▸ Records excerpted from a collection
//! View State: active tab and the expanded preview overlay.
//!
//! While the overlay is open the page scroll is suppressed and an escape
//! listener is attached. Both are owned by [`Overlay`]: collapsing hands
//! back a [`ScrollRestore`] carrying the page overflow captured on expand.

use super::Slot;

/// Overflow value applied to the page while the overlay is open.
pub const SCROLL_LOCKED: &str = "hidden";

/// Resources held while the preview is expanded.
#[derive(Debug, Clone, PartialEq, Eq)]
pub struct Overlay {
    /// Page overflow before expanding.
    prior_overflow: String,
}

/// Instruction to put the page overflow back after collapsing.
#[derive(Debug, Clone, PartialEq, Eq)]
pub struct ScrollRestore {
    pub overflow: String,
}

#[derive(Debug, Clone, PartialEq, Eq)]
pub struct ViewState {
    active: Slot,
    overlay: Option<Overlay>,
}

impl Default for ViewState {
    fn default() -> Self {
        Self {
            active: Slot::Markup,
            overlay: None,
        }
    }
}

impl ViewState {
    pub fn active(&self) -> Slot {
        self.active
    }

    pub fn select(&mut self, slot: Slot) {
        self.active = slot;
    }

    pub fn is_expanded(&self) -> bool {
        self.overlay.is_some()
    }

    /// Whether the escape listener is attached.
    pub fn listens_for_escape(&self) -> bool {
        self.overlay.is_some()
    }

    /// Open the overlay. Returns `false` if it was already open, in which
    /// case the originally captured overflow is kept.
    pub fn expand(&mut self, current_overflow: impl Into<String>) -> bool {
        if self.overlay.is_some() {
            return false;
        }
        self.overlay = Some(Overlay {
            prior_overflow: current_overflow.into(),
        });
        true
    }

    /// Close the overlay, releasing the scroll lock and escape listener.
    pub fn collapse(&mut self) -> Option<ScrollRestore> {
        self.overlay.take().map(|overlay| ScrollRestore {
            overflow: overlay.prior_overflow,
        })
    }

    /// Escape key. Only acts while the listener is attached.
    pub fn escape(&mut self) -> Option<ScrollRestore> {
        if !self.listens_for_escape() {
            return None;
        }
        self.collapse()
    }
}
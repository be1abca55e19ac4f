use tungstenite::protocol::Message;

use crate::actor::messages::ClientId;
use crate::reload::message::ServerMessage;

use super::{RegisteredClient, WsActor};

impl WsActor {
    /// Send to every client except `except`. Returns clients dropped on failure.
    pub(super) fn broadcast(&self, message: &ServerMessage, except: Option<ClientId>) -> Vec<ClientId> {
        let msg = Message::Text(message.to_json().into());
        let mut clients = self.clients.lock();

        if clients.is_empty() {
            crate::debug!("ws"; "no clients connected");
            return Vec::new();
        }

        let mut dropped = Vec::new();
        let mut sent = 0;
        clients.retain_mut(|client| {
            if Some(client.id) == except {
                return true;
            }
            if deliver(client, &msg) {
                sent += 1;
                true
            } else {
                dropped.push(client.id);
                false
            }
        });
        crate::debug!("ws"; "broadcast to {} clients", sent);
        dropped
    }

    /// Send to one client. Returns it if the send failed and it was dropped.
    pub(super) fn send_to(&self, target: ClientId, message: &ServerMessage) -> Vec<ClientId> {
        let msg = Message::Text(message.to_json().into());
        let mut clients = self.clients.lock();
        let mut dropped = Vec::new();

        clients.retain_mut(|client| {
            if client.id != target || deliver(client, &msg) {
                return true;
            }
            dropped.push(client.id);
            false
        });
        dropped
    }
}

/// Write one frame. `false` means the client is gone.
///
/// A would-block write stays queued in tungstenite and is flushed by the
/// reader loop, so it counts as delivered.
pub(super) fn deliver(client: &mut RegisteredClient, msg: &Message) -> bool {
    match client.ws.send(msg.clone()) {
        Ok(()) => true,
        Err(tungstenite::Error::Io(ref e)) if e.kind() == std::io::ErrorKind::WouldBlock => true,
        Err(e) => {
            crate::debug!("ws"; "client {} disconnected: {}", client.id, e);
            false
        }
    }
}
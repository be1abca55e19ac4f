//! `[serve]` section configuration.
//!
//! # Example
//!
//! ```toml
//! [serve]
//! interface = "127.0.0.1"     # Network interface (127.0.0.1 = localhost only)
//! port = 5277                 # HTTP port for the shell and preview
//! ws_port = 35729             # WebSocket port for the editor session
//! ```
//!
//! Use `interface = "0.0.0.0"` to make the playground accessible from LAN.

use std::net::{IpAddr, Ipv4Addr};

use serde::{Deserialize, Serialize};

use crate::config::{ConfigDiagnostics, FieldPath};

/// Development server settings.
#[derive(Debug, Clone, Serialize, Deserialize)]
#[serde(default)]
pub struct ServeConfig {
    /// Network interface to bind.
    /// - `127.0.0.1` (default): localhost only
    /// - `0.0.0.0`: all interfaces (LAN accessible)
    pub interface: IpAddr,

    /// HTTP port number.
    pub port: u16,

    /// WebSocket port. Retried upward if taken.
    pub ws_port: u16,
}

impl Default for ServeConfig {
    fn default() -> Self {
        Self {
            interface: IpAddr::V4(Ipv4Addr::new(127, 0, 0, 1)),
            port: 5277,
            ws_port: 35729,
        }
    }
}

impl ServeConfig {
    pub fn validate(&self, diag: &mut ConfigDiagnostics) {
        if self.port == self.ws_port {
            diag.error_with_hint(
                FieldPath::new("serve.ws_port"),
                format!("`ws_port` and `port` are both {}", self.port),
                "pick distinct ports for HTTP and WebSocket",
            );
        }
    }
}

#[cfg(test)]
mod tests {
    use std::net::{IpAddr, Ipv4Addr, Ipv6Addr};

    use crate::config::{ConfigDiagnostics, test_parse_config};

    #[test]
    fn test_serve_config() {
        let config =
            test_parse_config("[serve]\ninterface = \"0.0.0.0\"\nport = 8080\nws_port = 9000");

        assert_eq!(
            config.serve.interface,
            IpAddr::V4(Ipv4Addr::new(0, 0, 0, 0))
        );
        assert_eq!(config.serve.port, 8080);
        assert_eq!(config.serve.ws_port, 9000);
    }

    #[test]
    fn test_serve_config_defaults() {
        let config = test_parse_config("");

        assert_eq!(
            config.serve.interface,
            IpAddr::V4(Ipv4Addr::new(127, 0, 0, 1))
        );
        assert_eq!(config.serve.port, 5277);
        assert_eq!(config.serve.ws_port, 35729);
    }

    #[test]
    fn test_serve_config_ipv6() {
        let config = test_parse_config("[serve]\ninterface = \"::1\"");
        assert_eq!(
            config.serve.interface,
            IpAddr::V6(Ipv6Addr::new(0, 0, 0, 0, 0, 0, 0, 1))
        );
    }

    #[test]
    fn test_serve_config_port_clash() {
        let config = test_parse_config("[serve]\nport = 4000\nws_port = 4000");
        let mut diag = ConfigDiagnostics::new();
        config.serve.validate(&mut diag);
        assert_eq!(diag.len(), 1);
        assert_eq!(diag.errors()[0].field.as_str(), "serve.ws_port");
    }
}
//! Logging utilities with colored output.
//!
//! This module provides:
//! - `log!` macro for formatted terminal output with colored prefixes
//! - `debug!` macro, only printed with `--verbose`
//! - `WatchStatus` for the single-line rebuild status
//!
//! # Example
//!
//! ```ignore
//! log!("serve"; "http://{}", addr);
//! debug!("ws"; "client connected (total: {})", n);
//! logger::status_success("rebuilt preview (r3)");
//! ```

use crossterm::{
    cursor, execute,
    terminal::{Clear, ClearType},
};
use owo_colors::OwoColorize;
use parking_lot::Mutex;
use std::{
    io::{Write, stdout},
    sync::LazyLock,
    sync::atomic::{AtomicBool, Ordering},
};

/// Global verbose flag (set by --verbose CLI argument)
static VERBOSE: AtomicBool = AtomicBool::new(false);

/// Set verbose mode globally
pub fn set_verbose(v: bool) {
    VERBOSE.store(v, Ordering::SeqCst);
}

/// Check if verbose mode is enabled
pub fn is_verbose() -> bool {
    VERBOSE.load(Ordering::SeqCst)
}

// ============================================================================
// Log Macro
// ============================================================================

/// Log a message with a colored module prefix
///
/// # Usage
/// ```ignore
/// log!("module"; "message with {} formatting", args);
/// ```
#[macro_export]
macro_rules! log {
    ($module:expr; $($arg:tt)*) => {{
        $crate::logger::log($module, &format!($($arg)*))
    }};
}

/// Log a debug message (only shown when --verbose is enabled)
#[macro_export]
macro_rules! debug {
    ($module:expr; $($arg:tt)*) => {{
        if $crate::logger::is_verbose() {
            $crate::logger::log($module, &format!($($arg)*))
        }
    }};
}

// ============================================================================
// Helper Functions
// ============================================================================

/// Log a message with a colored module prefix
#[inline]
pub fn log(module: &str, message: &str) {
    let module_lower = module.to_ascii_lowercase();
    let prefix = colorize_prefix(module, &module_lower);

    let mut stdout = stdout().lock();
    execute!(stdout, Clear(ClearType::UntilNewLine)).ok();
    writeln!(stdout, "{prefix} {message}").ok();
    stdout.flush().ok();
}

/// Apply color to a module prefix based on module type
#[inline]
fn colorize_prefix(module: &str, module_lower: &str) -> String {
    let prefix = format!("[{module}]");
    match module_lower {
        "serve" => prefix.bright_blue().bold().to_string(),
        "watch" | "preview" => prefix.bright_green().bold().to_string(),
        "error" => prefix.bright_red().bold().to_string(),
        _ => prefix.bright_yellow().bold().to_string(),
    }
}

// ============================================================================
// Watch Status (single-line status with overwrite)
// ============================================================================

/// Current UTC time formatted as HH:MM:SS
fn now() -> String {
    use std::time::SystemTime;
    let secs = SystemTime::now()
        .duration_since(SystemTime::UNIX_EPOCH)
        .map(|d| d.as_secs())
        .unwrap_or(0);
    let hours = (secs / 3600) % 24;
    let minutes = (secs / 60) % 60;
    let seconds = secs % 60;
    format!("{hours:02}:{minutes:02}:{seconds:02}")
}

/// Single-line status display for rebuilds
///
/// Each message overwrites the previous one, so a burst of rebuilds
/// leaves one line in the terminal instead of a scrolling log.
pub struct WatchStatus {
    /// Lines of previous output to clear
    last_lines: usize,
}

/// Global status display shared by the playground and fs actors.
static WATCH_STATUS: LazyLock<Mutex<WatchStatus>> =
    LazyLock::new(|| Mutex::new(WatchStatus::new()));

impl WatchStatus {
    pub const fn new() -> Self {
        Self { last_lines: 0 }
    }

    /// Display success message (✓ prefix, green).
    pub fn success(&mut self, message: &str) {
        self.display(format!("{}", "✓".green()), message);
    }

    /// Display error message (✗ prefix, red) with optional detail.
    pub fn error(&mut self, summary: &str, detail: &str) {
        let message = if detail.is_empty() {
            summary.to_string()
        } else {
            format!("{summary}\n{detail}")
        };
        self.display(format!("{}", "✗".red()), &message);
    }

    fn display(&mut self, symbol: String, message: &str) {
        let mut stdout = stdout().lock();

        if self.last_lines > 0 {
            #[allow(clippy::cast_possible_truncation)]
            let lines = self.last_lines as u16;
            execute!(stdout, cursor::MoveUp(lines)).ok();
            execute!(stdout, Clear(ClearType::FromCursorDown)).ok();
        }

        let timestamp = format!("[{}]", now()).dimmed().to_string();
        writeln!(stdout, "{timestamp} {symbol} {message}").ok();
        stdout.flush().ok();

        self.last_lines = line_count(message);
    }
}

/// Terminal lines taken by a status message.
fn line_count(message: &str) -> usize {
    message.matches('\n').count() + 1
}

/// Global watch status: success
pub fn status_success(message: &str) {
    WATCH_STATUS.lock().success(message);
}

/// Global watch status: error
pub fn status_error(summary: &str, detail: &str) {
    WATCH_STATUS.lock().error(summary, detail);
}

▸ REQUIRED WORK
Within the records, filter for lines that contain the word "broadcast" and show each one.

▸ RESULT OF THE EXERCISE
    pub(super) fn broadcast(&self, message: &ServerMessage, except: Option<ClientId>) -> Vec<ClientId> {
        crate::debug!("ws"; "broadcast to {} clients", sent);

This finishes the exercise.